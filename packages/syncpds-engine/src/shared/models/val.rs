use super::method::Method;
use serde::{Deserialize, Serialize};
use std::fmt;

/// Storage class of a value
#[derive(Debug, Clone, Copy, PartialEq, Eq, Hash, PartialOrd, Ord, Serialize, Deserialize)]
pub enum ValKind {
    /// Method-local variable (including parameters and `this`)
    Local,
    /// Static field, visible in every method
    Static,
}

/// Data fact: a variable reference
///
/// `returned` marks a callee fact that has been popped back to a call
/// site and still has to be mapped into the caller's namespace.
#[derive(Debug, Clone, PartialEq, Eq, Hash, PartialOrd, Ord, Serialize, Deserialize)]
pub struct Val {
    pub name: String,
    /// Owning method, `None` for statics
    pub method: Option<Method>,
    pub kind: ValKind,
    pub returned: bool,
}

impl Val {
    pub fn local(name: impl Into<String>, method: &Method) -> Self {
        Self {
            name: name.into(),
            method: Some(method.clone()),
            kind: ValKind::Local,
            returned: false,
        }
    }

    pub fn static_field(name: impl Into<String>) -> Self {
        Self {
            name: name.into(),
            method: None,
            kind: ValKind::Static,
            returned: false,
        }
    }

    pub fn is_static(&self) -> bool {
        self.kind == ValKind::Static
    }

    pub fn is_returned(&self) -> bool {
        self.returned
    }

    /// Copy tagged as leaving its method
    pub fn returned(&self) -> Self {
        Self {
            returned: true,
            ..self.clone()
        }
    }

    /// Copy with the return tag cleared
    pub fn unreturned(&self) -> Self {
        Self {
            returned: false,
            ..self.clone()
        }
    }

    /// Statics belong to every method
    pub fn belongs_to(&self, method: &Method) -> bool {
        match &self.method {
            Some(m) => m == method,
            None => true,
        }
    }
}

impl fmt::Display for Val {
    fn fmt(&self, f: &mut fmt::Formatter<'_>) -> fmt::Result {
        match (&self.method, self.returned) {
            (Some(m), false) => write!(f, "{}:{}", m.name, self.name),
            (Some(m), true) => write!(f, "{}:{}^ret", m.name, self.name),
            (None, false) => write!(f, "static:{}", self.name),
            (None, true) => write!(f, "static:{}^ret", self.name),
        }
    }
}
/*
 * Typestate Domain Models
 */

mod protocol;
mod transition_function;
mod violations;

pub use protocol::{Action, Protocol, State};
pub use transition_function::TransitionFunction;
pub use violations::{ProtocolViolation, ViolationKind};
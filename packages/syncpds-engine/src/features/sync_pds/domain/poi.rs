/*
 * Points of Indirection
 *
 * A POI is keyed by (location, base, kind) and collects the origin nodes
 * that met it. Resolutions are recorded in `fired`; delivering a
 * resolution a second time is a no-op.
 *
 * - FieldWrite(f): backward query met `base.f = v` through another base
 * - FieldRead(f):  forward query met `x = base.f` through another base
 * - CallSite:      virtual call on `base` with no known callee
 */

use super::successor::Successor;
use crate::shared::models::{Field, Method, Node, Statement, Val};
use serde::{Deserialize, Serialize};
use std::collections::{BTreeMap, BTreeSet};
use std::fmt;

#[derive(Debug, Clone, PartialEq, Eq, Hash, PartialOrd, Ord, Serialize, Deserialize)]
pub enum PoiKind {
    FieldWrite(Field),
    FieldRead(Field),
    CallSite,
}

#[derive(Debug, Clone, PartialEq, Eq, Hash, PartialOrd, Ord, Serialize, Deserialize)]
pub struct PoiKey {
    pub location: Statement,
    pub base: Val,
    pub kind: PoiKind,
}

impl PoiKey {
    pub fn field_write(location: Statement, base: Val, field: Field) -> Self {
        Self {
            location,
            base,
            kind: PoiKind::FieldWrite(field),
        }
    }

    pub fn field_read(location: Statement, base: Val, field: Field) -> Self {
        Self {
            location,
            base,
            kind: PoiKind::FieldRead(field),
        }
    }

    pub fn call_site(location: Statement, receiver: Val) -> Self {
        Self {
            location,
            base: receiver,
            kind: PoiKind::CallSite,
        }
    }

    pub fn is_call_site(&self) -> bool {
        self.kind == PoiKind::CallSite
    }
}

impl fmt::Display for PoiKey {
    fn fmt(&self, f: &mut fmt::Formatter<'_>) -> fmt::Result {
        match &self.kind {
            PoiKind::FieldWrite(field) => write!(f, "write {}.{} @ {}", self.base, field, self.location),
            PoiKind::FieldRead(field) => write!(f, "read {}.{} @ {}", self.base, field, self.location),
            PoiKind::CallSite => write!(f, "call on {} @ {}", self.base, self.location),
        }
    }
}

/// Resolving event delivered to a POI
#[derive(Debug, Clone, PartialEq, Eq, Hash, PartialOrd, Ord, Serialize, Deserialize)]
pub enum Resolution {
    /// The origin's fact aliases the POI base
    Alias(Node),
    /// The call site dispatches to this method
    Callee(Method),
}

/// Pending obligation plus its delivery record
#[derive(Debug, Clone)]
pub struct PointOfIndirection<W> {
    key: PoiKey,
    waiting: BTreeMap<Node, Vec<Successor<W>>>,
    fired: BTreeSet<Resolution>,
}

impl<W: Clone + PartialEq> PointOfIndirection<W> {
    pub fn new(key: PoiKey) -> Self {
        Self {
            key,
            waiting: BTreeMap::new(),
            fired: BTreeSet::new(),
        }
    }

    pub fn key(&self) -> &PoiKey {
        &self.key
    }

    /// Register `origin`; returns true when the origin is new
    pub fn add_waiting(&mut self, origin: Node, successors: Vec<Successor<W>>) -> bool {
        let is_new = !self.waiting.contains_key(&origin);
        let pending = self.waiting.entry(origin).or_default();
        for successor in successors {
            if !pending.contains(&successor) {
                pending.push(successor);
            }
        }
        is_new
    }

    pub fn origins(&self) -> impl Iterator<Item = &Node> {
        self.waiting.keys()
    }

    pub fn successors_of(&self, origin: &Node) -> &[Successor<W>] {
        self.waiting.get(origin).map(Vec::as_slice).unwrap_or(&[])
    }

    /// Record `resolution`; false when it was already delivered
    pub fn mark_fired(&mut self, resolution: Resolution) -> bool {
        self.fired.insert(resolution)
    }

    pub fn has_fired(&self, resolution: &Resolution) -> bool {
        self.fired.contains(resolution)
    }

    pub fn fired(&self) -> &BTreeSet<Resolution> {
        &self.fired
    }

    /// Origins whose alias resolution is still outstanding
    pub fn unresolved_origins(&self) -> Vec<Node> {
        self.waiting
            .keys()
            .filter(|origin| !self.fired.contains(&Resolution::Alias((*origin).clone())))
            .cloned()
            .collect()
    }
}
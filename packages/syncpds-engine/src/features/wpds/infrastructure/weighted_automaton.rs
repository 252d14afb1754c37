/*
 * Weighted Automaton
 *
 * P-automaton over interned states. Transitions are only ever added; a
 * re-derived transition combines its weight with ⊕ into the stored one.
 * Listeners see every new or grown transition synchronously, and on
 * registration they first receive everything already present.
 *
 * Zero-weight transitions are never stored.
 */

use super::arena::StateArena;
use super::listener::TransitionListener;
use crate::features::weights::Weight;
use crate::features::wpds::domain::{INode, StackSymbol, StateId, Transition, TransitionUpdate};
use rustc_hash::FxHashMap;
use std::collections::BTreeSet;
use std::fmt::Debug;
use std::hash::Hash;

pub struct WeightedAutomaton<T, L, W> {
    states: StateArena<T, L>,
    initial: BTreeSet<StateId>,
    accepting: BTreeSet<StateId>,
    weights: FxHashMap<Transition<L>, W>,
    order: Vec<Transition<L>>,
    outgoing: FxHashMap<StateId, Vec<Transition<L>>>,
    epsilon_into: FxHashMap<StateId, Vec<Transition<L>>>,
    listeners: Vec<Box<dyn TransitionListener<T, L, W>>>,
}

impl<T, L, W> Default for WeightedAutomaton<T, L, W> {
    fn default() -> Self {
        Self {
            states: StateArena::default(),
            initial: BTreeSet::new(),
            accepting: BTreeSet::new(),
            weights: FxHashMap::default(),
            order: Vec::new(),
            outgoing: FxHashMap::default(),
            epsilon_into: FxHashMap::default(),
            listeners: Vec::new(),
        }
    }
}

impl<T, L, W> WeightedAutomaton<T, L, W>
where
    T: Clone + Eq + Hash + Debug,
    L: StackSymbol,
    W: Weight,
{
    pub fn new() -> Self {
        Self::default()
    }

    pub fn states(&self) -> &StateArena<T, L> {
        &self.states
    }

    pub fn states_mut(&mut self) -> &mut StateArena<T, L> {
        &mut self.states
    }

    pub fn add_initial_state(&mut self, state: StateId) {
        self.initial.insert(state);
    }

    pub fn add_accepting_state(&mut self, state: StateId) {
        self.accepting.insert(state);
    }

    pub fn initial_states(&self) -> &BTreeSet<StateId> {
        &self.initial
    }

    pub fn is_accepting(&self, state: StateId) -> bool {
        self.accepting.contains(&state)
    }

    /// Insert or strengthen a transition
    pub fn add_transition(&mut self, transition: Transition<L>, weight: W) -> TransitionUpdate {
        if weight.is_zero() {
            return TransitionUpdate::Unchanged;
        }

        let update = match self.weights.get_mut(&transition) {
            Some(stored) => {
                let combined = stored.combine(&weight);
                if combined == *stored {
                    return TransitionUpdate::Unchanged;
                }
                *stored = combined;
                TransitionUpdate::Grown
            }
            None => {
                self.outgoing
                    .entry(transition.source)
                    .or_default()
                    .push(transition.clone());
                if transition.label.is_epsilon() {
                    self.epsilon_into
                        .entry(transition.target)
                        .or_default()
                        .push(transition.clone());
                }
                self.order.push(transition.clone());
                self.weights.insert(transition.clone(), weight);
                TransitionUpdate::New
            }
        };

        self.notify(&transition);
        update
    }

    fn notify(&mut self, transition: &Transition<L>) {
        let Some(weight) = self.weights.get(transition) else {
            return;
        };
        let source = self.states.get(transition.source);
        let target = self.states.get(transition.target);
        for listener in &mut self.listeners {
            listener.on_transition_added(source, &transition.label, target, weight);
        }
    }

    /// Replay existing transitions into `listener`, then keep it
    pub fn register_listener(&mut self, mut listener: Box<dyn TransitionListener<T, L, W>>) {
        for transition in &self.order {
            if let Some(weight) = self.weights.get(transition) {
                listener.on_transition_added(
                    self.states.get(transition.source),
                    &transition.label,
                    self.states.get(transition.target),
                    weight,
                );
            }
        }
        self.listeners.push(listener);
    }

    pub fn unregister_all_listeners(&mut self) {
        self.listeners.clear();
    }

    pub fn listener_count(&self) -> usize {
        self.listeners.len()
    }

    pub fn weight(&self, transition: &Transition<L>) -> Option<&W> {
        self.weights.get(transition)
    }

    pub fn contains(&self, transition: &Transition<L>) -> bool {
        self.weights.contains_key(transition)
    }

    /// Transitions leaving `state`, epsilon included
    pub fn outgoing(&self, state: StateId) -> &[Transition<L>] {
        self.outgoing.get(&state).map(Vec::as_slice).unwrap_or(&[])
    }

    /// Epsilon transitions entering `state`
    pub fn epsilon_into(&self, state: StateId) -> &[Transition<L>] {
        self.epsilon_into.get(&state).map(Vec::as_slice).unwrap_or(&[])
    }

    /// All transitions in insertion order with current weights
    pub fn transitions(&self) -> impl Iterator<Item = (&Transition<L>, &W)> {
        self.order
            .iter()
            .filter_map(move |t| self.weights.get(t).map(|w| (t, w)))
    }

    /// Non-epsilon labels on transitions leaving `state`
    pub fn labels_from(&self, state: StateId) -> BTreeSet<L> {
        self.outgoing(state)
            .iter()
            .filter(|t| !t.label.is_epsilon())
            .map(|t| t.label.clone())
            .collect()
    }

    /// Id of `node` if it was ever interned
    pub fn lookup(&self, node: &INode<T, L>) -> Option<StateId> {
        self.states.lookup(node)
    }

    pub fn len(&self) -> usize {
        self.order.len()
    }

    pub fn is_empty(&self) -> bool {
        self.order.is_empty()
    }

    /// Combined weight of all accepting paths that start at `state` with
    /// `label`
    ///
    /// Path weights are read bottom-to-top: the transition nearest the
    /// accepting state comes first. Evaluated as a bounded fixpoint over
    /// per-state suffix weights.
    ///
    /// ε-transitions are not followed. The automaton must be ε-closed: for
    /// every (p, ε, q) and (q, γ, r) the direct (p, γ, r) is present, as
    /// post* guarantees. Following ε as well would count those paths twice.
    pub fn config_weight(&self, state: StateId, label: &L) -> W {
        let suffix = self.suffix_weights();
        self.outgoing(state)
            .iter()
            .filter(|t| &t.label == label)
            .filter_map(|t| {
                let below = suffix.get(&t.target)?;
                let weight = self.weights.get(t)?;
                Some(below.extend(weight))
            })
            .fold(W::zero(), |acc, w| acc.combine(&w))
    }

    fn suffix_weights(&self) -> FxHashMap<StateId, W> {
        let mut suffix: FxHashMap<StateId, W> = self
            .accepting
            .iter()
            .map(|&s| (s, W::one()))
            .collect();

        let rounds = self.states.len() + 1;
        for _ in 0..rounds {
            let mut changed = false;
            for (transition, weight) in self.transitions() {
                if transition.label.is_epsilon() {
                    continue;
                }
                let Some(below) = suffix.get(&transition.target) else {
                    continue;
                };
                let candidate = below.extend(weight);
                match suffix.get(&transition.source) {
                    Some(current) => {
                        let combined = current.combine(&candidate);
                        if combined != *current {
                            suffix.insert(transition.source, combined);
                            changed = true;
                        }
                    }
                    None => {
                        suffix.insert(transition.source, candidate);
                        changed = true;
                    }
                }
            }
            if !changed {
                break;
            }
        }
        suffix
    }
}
● ● ●
ACTION ITEM =>
Quote the data above verbatim from its first line to the line that includes "pub enum ValKind", with both boundary lines retained.

ANSWER FOR THE TASK =>
filename packages/syncpds-engine/src/shared/models/val.rs
use super::method::Method;
use serde::{Deserialize, Serialize};
use std::fmt;

/// Storage class of a value
#[derive(Debug, Clone, Copy, PartialEq, Eq, Hash, PartialOrd, Ord, Serialize, Deserialize)]
pub enum ValKind {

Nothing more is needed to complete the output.